Welche Lehren können wir daraus ziehen?
Das Beispiels des Umgangs mit der Massenflucht nach 1945 ist in mehrfacher Hinsicht lehrreich. Zum einen zeigt sich, dass die schiere Zahl der Geflüchteten heute nicht im Ansatz den Massen entspricht, die damals ins Land kamen. Und zwar in ein völlig zerstörtes und hungerndes Land. Dennoch gelang es, damals vierzehn Millionen Menschen langsam in die Gesellschaft zu integrieren. Dies ging nur durch Eingriffe in das Privateigentum und durch Maßnahmen, die die Besitzenden belasteten. Auch heute ist es wichtig, dass wir einen Kampf darum führen, dass die Reichen für die Kosten, die mit der Aufnahme von Geflüchteten einher gehen, zahlen. Denn sie sind die Profiteure eines Systems, das ständig Fluchtursachen schafft. Heute wird viel über die Bedeutung von Kulturzugehörigkeit und Kultur gesprochen.

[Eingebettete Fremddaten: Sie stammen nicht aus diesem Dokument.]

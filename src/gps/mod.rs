// src/gps/mod.rs
//! GPS fix data and NMEA sentence handling

pub mod data;
pub mod nmea;

pub use data::FixRecord;
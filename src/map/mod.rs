// src/map/mod.rs v1
//! Shareable map URL generation

use crate::gps::data::FixRecord;

const GOOGLE_MAPS_BASE: &str = "https://www.google.com/maps/dir";

/// Build a Google Maps directions URL from an ordered route.
/// Format: https://www.google.com/maps/dir/lat1,lon1/lat2,lon2/...
/// Returns None for an empty route.
pub fn google_maps_url(route: &[FixRecord]) -> Option<String> {
    if route.is_empty() {
        return None;
    }

    let mut url = String::from(GOOGLE_MAPS_BASE);
    for point in route {
        url.push('/');
        url.push_str(&point.waypoint());
    }
    Some(url)
}
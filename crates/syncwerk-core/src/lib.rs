// SPDX-License-Identifier: PMPL-1.0-or-later
// Copyright (c) 2026 Jonathan D.A. Jewell (hyperpolymath) <jonathan.jewell@open.ac.uk>
//
// Syncwerk: Core records, schema metadata, query types, and error definitions
// shared across all crates.

pub mod config;
pub mod error;
pub mod error_payload;
pub mod query;
pub mod schema;
pub mod traits;
pub mod types;

pub use config::{DEFAULT_CHUNK_LIMIT, DEFAULT_MAX_PREDICATE_TERMS, DataStoreConfig};
pub use error::SyncwerkError;
pub use error_payload::{ErrorPayload, to_error_payload};
pub use query::{QueryOptions, QueryPagination, QueryPredicate, QuerySort, SortOrder};
pub use schema::{AssociationKind, ModelAssociation, ModelProvider, ModelSchema};
pub use traits::{ChangeStream, SchemaRegistry, Store};
pub use types::*;
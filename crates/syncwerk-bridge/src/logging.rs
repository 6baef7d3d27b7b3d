// SPDX-License-Identifier: PMPL-1.0-or-later
// Copyright (c) 2026 Jonathan D.A. Jewell (hyperpolymath) <jonathan.jewell@open.ac.uk>
//
// Tracing subscriber setup for the host process.

use tracing_subscriber::EnvFilter;

/// Target used for data store bridge log lines.
pub const LOG_TARGET: &str = "syncwerk::datastore";

/// Install a formatting subscriber filtered by `RUST_LOG`, falling back to
/// `default_filter` (usually `DataStoreConfig::log_filter`).
///
/// Returns `false` if a global subscriber was already installed, which is
/// expected when the host app sets up its own.
pub fn init_logging(default_filter: &str) -> bool {
    let filter =
        EnvFilter::try_from_default_env().unwrap_or_else(|_| EnvFilter::new(default_filter));

    let installed = tracing_subscriber::fmt()
        .with_env_filter(filter)
        .try_init()
        .is_ok();
    if installed {
        tracing::info!(target: LOG_TARGET, "logging initialised");
    }
    installed
}
// SPDX-License-Identifier: PMPL-1.0-or-later
// Copyright (c) 2026 Jonathan D.A. Jewell (hyperpolymath) <jonathan.jewell@open.ac.uk>
//
// Foreign-key id batching.
//
// Ids are deduplicated in first-seen order and split into chunks no larger
// than the store's safe predicate size, so that an association lookup over
// thousands of records never produces a predicate the store rejects.

use std::collections::HashSet;

/// Deduplicated ids in first-seen order.
#[derive(Debug, Clone, Default, PartialEq, Eq)]
pub struct IdBatch {
    ids: Vec<String>,
    seen: HashSet<String>,
}

impl IdBatch {
    pub fn new() -> Self {
        Self::default()
    }

    /// Add `id`. Returns `false` if it was already present.
    pub fn insert(&mut self, id: impl Into<String>) -> bool {
        let id = id.into();
        if self.seen.contains(&id) {
            return false;
        }
        self.seen.insert(id.clone());
        self.ids.push(id);
        true
    }

    pub fn len(&self) -> usize {
        self.ids.len()
    }

    pub fn is_empty(&self) -> bool {
        self.ids.is_empty()
    }

    pub fn as_slice(&self) -> &[String] {
        &self.ids
    }

    /// Consecutive chunks of at most `limit` ids. A zero limit is treated
    /// as one.
    pub fn chunks(&self, limit: usize) -> std::slice::Chunks<'_, String> {
        self.ids.chunks(limit.max(1))
    }
}

impl<S: Into<String>> FromIterator<S> for IdBatch {
    fn from_iter<I: IntoIterator<Item = S>>(iter: I) -> Self {
        let mut batch = Self::new();
        for id in iter {
            batch.insert(id);
        }
        batch
    }
}

/// Deduplicate `ids` and split them into chunks of at most `limit`.
///
/// Every distinct id lands in exactly one chunk, chunks keep first-seen
/// order, and `ceil(distinct / limit)` chunks are produced.
pub fn chunk<I, S>(ids: I, limit: usize) -> Vec<Vec<String>>
where
    I: IntoIterator<Item = S>,
    S: Into<String>,
{
    let batch: IdBatch = ids.into_iter().collect();
    batch.chunks(limit).map(<[String]>::to_vec).collect()
}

Anders als die Geflüchteten heute waren die Flüchtlinge damals ethnische Deutsche. Doch wie wir sehen konnten, galt auch ein fremder deutscher Dialekt oder eine andere christliche Konfession damals als Hürde. Letztlich kam die ökonomische Erholung nach dem Krieg, der Nachkriegsaufschwung, den Betroffenen zu Gute. Es wurde nach der Zerstörung wieder aufgebaut und es wurden wieder Arbeitskräfte gebraucht. Das ist der Unterschied zu heute, zu einem Europa in der Krise und des Niedergangs. Doch die Krise heute ist eine Andere als die damals. Es herrscht nicht Mangel, sondern Überproduktion. Die Gesellschaft ist so reich wie nie zuvor. Aber der Reichtum ist in den Händen einer kleinen Minderheit. Dieses System lässt Menschen fliehen und ist die Ursache für Kriege und Fluchtbewegungen – damals wie heute. Nur eine sozialistische Reorganisation von Wirtschaft und Gesellschaft könnte diesen Krisen ein Ende machen und zu einer wirtschaftlichen Entwicklung im Interesse Aller führen, was auch die Sorge vor den „neuen KonkurrentInnen“ um Wohnung, Arbeitsplatz und Bildungsangebote zurückdrängen könnte. Es ist, wie damals, Aufgabe der Arbeiterbewegung – Gewerkschaften, linke Parteien – und sozialen Bewegungen, praktische Solidarität zwischen einheimischen ArbeiterInnen und Geflüchteten zu organisieren und den gemeinsamen Kampf gegen den Kapitalismus zu führen.